At this point, it is uncertain whether Schneider Electric will comply with the ransom demand. However, if the company chooses not to pay, it is highly likely that the ransomware gang will follow their previous pattern and proceed to leak the stolen data.
In a statement to BleepingComputer, Schneider Electric confirmed that its Sustainability Business division suffered a cyberattack and that data was accessed by the threat actors. However, the company says the attack was restricted to this one divisiion and did not impact other parts of the company.
About Schneider Electric
Schneider Electric, a global company with over 150,000 employees, achieved $28.5 billion in revenue during the first nine months of 2023. The company is anticipated to announce its full-year financial results for 2023 in the coming month.
Schneider Electric is recognized for its popular consumer brands such as Homeline, Square D, and APC, known for their widely used uninterruptible power supply (UPS) devices.
It is worth noting that Schneider Electric has faced previous cyberattacks. The company was targeted by the Clop ransomware gang in the past, as part of the widespread MOVEit data theft attacks. These attacks impacted more than 2,700 companies.
Origins of Cactus Ransomware
The Cactus ransomware operation emerged in March 2023 and has since targeted multiple companies, alleging successful breaches in cyberattacks.
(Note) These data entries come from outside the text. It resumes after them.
//! kubedump - dump Kubernetes objects as re-appliable YAML manifests
//!
//! Dumps the whole cluster, one namespace, or a single object together with
//! everything it owns.

mod cli;

use std::path::PathBuf;

use anyhow::Result;
use clap::{Parser, Subcommand};

use cli::{ConfigSubcommand, Connection, DumpArgs};

/// kubedump - dump Kubernetes objects as re-appliable YAML manifests
#[derive(Parser, Debug)]
#[command(name = "kubedump", version)]
#[command(about = "Dump Kubernetes objects as re-appliable YAML manifests", long_about = None)]
struct Args {
    /// Enable debug logging
    #[arg(long, short = 'd', global = true)]
    debug: bool,

    /// Path to the kubeconfig file
    #[arg(long, global = true)]
    kubeconfig: Option<PathBuf>,

    /// Kubeconfig context to use
    #[arg(long, global = true)]
    context: Option<String>,

    /// Configuration file (defaults to the platform config directory)
    #[arg(long, global = true)]
    config: Option<PathBuf>,

    #[command(subcommand)]
    command: Command,
}

/// Main commands
#[derive(Subcommand, Debug)]
enum Command {
    /// Dump objects from the cluster
    Dump(DumpArgs),
    /// Configuration management
    Config {
        #[command(subcommand)]
        subcommand: ConfigSubcommand,
    },
}

#[tokio::main]
async fn main() -> Result<()> {
    let args = Args::parse();
    cli::init_logging(args.debug);

    let connection = Connection {
        kubeconfig: args.kubeconfig,
        context: args.context,
    };

    match args.command {
        Command::Dump(dump) => {
            cli::handle_dump_command(dump, &connection, args.config.as_deref()).await
        }
        Command::Config { subcommand } => {
            cli::handle_config_command(subcommand, args.config.as_deref())
        }
    }
}
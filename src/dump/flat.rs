//! Flat dumps for whole-cluster and namespace modes
//!
//! Every listed object is written to
//! `global/<Kind>/<Name>.yaml` (cluster-scoped types) or
//! `namespaces/<Namespace>/<Kind>/<Name>.yaml` (namespaced types).

use std::path::{Path, PathBuf};
use std::sync::Arc;

use async_trait::async_trait;
use serde_json::Value;

use super::DumpError;
use super::enumerator::ItemProcessor;
use super::manifest::store_manifest;
use crate::models::{ResourceIdentity, ResourceTypeDescriptor};
use crate::storage::StorageWriter;

const GLOBAL_DIR: &str = "global";
const NAMESPACES_DIR: &str = "namespaces";

/// Output path of an object in a flat dump
pub fn flat_path(data_dir: &Path, identity: &ResourceIdentity) -> PathBuf {
    let base = match identity.request_namespace() {
        Some(ns) => data_dir.join(NAMESPACES_DIR).join(ns),
        None => data_dir.join(GLOBAL_DIR),
    };
    base.join(&identity.kind).join(format!("{}.yaml", identity.name))
}

pub struct FlatDumper<'a> {
    storage: &'a dyn StorageWriter,
    data_dir: &'a Path,
    sanitize: bool,
    written: Vec<PathBuf>,
}

impl<'a> FlatDumper<'a> {
    pub fn new(storage: &'a dyn StorageWriter, data_dir: &'a Path, sanitize: bool) -> Self {
        Self {
            storage,
            data_dir,
            sanitize,
            written: Vec::new(),
        }
    }

    /// Paths written so far, in write order
    pub fn into_written(self) -> Vec<PathBuf> {
        self.written
    }
}

#[async_trait]
impl<'a> ItemProcessor for FlatDumper<'a> {
    async fn process(
        &mut self,
        resource: &Arc<ResourceTypeDescriptor>,
        items: Vec<Value>,
    ) -> Result<(), DumpError> {
        for obj in items {
            let Some(identity) = ResourceIdentity::from_object(resource, &obj) else {
                tracing::warn!("Skipping unnamed {} object", resource);
                continue;
            };
            let path = flat_path(self.data_dir, &identity);
            store_manifest(
                self.storage,
                &path,
                obj,
                &identity.kind,
                &identity.name,
                self.sanitize,
            )?;
            self.written.push(path);
        }
        Ok(())
    }
}
//! Configuration for kubedump
//!
//! A single YAML file supplies dump defaults; environment variables and
//! command line flags override it.

pub mod loader;
pub mod paths;
pub mod schema;

pub use loader::ConfigLoader;
pub use schema::Config;
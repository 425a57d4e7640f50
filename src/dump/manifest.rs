//! Rendering and storing one object's manifest

use std::path::Path;

use serde_json::Value;

use super::DumpError;
use crate::sanitize::{SanitizeError, Sanitizer};
use crate::storage::StorageWriter;

/// Sanitize (when enabled) and serialize an object to YAML
///
/// `status` is always dropped from sanitized output, whatever the sanitizer did.
pub fn render_manifest(obj: Value, kind: &str, name: &str, sanitize: bool) -> Result<String, DumpError> {
    let obj = if sanitize {
        let Value::Object(map) = obj else {
            return Err(sanitize_error(kind, name, SanitizeError::NotAnObject));
        };
        let mut map = Sanitizer::for_kind(kind)
            .sanitize(map)
            .map_err(|source| sanitize_error(kind, name, source))?;
        map.remove("status");
        Value::Object(map)
    } else {
        obj
    };

    serde_yaml::to_string(&obj).map_err(|source| DumpError::Serialize {
        kind: kind.to_string(),
        name: name.to_string(),
        source,
    })
}

/// Render an object and hand it to the writer at `path`
pub fn store_manifest(
    storage: &dyn StorageWriter,
    path: &Path,
    obj: Value,
    kind: &str,
    name: &str,
    sanitize: bool,
) -> Result<(), DumpError> {
    let content = render_manifest(obj, kind, name, sanitize)?;
    storage
        .write(path, content.as_bytes())
        .map_err(|source| DumpError::Write {
            path: path.to_path_buf(),
            source,
        })?;
    tracing::debug!("Wrote {}", path.display());
    Ok(())
}

fn sanitize_error(kind: &str, name: &str, source: SanitizeError) -> DumpError {
    DumpError::Sanitize {
        kind: kind.to_string(),
        name: name.to_string(),
        source,
    }
}
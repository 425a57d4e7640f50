//! Owner-reference dependency graph
//!
//! Maps each owner UID to the objects that name it in their
//! `ownerReferences`. An object with several owners is recorded once per
//! owner, so the graph is a forest rather than a tree and may even contain
//! cycles if the references are malformed.

use std::collections::HashMap;
use std::sync::Arc;

use async_trait::async_trait;
use serde_json::Value;

use super::DumpError;
use super::enumerator::ItemProcessor;
use crate::models::{OwnerKey, ResourceIdentity, ResourceTypeDescriptor, owner_uids};

#[derive(Debug, Default, Clone)]
pub struct DependencyGraph {
    children: HashMap<OwnerKey, Vec<ResourceIdentity>>,
}

impl DependencyGraph {
    pub fn new() -> Self {
        Self::default()
    }

    /// Graph whose root key points at `root`
    pub fn rooted_at(root: ResourceIdentity) -> Self {
        let mut graph = Self::new();
        graph.insert(OwnerKey::Root, root);
        graph
    }

    pub fn insert(&mut self, owner: OwnerKey, child: ResourceIdentity) {
        self.children.entry(owner).or_default().push(child);
    }

    /// Record `obj` under every owner it references
    ///
    /// Returns the number of edges added.
    pub fn add_object(&mut self, resource: &Arc<ResourceTypeDescriptor>, obj: &Value) -> usize {
        let owners = owner_uids(obj);
        if owners.is_empty() {
            return 0;
        }
        let Some(identity) = ResourceIdentity::from_object(resource, obj) else {
            return 0;
        };
        for uid in &owners {
            self.insert(OwnerKey::uid(uid.as_str()), identity.clone());
        }
        owners.len()
    }

    /// Children recorded under `owner`, in insertion order
    pub fn children(&self, owner: &OwnerKey) -> &[ResourceIdentity] {
        self.children.get(owner).map(Vec::as_slice).unwrap_or(&[])
    }

    /// Number of owner keys with at least one child
    pub fn owner_count(&self) -> usize {
        self.children.len()
    }

    pub fn edge_count(&self) -> usize {
        self.children.values().map(Vec::len).sum()
    }
}

#[async_trait]
impl ItemProcessor for DependencyGraph {
    async fn process(
        &mut self,
        resource: &Arc<ResourceTypeDescriptor>,
        items: Vec<Value>,
    ) -> Result<(), DumpError> {
        for obj in &items {
            self.add_object(resource, obj);
        }
        Ok(())
    }
}

#[cfg(test)]
mod tests {
    use super::*;
    use serde_json::json;

    fn pods() -> Arc<ResourceTypeDescriptor> {
        Arc::new(ResourceTypeDescriptor::new("", "v1", "pods", "Pod", true))
    }

    #[test]
    fn test_unowned_objects_are_not_children() {
        let mut graph = DependencyGraph::new();
        let added = graph.add_object(&pods(), &json!({"kind": "Pod", "metadata": {"name": "solo", "namespace": "a"}}));

        assert_eq!(added, 0);
        assert_eq!(graph.owner_count(), 0);
    }

    #[test]
    fn test_multi_owner_fan_out() {
        let mut graph = DependencyGraph::new();
        let obj = json!({
            "kind": "Pod",
            "metadata": {
                "name": "shared",
                "namespace": "a",
                "ownerReferences": [{"uid": "owner-1"}, {"uid": "owner-2"}]
            }
        });

        assert_eq!(graph.add_object(&pods(), &obj), 2);
        assert_eq!(graph.children(&OwnerKey::uid("owner-1"))[0].name, "shared");
        assert_eq!(graph.children(&OwnerKey::uid("owner-2"))[0].name, "shared");
        assert_eq!(graph.edge_count(), 2);
        assert!(graph.children(&OwnerKey::Root).is_empty());
    }

    #[tokio::test]
    async fn test_process_preserves_order() {
        let mut graph = DependencyGraph::new();
        let items = (0..3)
            .map(|i| {
                json!({
                    "kind": "Pod",
                    "metadata": {"name": format!("pod-{i}"), "namespace": "a", "ownerReferences": [{"uid": "rs"}]}
                })
            })
            .collect();

        graph.process(&pods(), items).await.unwrap();

        let names: Vec<_> = graph
            .children(&OwnerKey::uid("rs"))
            .iter()
            .map(|c| c.name.as_str())
            .collect();
        assert_eq!(names, vec!["pod-0", "pod-1", "pod-2"]);
    }
}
Similar to other ransomware operations, the threat actors behind Cactus employ various techniques to infiltrate corporate networks. These methods include acquiring credentials through illicit means, collaborating with malware distributors, executing phishing attacks, and exploiting vulnerabilities.
Once inside a network, the threat actors operate covertly, navigating through different systems while simultaneously exfiltrating valuable corporate data stored on servers.
Upon successfully stealing the data and attaining administrative privileges within the network, the threat actors proceed to encrypt files and leave ransom notes as evidence of their intrusion.
These Cactus ransomware threat actors employ a strategy known as double-extortion attacks, where they demand a ransom in exchange for both a file decryptor and a promise to destroy the stolen data, ensuring it will not be leaked.
If a company refuses to pay the ransom, the threat actors resort to leaking the stolen data on a designated data leak site. Presently, over 80 companies are listed on Cactus’ data leak site, indicating that their data has either been leaked or is at risk of being exposed by the threat actors.